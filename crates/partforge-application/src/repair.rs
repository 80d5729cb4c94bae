//! The generate-validate-repair loop.
//!
//! This is the only retrying component in the pipeline. Every attempt is
//! one generation plus at most one kernel execution; the loop never exceeds
//! its attempt budget and never discards a failure.

use tracing::{info, warn};

use crate::validator::{ValidationOutcome, Validator};
use partforge_core::geometry::BoundingBox;
use partforge_interaction::{GenerationRequest, ScriptGenerator};

/// One generation attempt, kept whether or not it succeeded.
#[derive(Debug, Clone)]
pub struct AttemptRecord {
    /// 1-based attempt number.
    pub attempt: u32,
    /// The generated script; `None` when generation itself failed.
    pub script: Option<String>,
    pub errors: Vec<String>,
    pub warnings: Vec<String>,
    pub bounding_box: Option<BoundingBox>,
}

impl AttemptRecord {
    fn score(&self) -> (usize, usize) {
        (self.errors.len(), self.warnings.len())
    }
}

/// The loop's final verdict with the full attempt history.
#[derive(Debug, Clone)]
pub struct RepairReport {
    pub success: bool,
    /// The accepted script, or the best-scoring failed attempt's script.
    pub script: Option<String>,
    pub bounding_box: Option<BoundingBox>,
    pub errors: Vec<String>,
    pub warnings: Vec<String>,
    pub attempts: Vec<AttemptRecord>,
}

impl RepairReport {
    /// Attempts consumed, successful or not.
    pub fn attempt_count(&self) -> u32 {
        self.attempts.len() as u32
    }
}

/// Runs generation attempts until the validator accepts a script or the
/// budget runs out.
pub struct RepairLoop {
    generator: ScriptGenerator,
    validator: Validator,
    max_attempts: u32,
}

impl RepairLoop {
    pub fn new(generator: ScriptGenerator, validator: Validator, max_attempts: u32) -> Self {
        Self {
            generator,
            validator,
            max_attempts: max_attempts.max(1),
        }
    }

    /// Runs up to `max_attempts` generate/validate rounds. Each failed
    /// round seeds the next generation with its script and diagnostics, so
    /// the model sees the code it is fixing. On budget exhaustion the
    /// best-scoring failed attempt (fewest errors, then fewest warnings) is
    /// returned, tagged failed, with the full history.
    pub async fn run(&self, base: GenerationRequest) -> RepairReport {
        let mut attempts: Vec<AttemptRecord> = Vec::new();
        let mut diagnostics: Vec<String> = base.diagnostics.clone();
        let mut failed_script: Option<String> = None;

        for attempt in 1..=self.max_attempts {
            let mut request = base.clone().with_diagnostics(diagnostics.clone());
            if let Some(previous) = &failed_script {
                request = request.with_failed_script(previous.clone());
            }

            let script = match self.generator.generate(&request).await {
                Ok(script) => script,
                Err(err) => {
                    // A capability failure consumes an attempt like any
                    // kernel failure.
                    warn!(attempt, error = %err, "generation attempt failed");
                    diagnostics = vec![err.to_string()];
                    attempts.push(AttemptRecord {
                        attempt,
                        script: None,
                        errors: vec![err.to_string()],
                        warnings: Vec::new(),
                        bounding_box: None,
                    });
                    continue;
                }
            };

            let outcome = self.validator.validate(&script).await;
            // Keep the text the validator actually checked, corrections
            // included, so the session stores what executed.
            let script = outcome.corrected_script.clone().unwrap_or(script);
            let record = AttemptRecord {
                attempt,
                script: Some(script.clone()),
                errors: outcome.errors.clone(),
                warnings: outcome.warnings.clone(),
                bounding_box: outcome.bounding_box,
            };
            attempts.push(record);

            if outcome.valid {
                info!(attempt, "script accepted");
                return Self::success(script, outcome, attempts);
            }

            info!(
                attempt,
                errors = outcome.errors.len(),
                remaining = self.max_attempts - attempt,
                "attempt rejected"
            );
            diagnostics = outcome.errors;
            failed_script = Some(script);
        }

        warn!(max_attempts = self.max_attempts, "attempt budget exhausted");
        Self::best_effort(attempts)
    }

    fn success(
        script: String,
        outcome: ValidationOutcome,
        attempts: Vec<AttemptRecord>,
    ) -> RepairReport {
        RepairReport {
            success: true,
            script: Some(script),
            bounding_box: outcome.bounding_box,
            errors: Vec::new(),
            warnings: outcome.warnings,
            attempts,
        }
    }

    /// Picks the least-bad failed attempt so the caller still gets a
    /// script to show alongside its outstanding diagnostics.
    fn best_effort(attempts: Vec<AttemptRecord>) -> RepairReport {
        let best = attempts
            .iter()
            .filter(|record| record.script.is_some())
            .min_by_key(|record| record.score())
            .or_else(|| attempts.last())
            .cloned();

        match best {
            Some(record) => RepairReport {
                success: false,
                script: record.script,
                bounding_box: record.bounding_box,
                errors: record.errors,
                warnings: record.warnings,
                attempts,
            },
            None => RepairReport {
                success: false,
                script: None,
                bounding_box: None,
                errors: vec!["No generation attempt was made".to_string()],
                warnings: Vec::new(),
                attempts,
            },
        }
    }
}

[TRY IT] The lines to retype, exactly and only, run from the first line of the material through the line with "loop never exceeds".

[SOLUTION TO THIS PROBLEM]
filename crates/partforge-application/src/repair.rs
repository 80d5729cb4c94bae
//! The generate-validate-repair loop.
//!
//! This is the only retrying component in the pipeline. Every attempt is
//! one generation plus at most one kernel execution; the loop never exceeds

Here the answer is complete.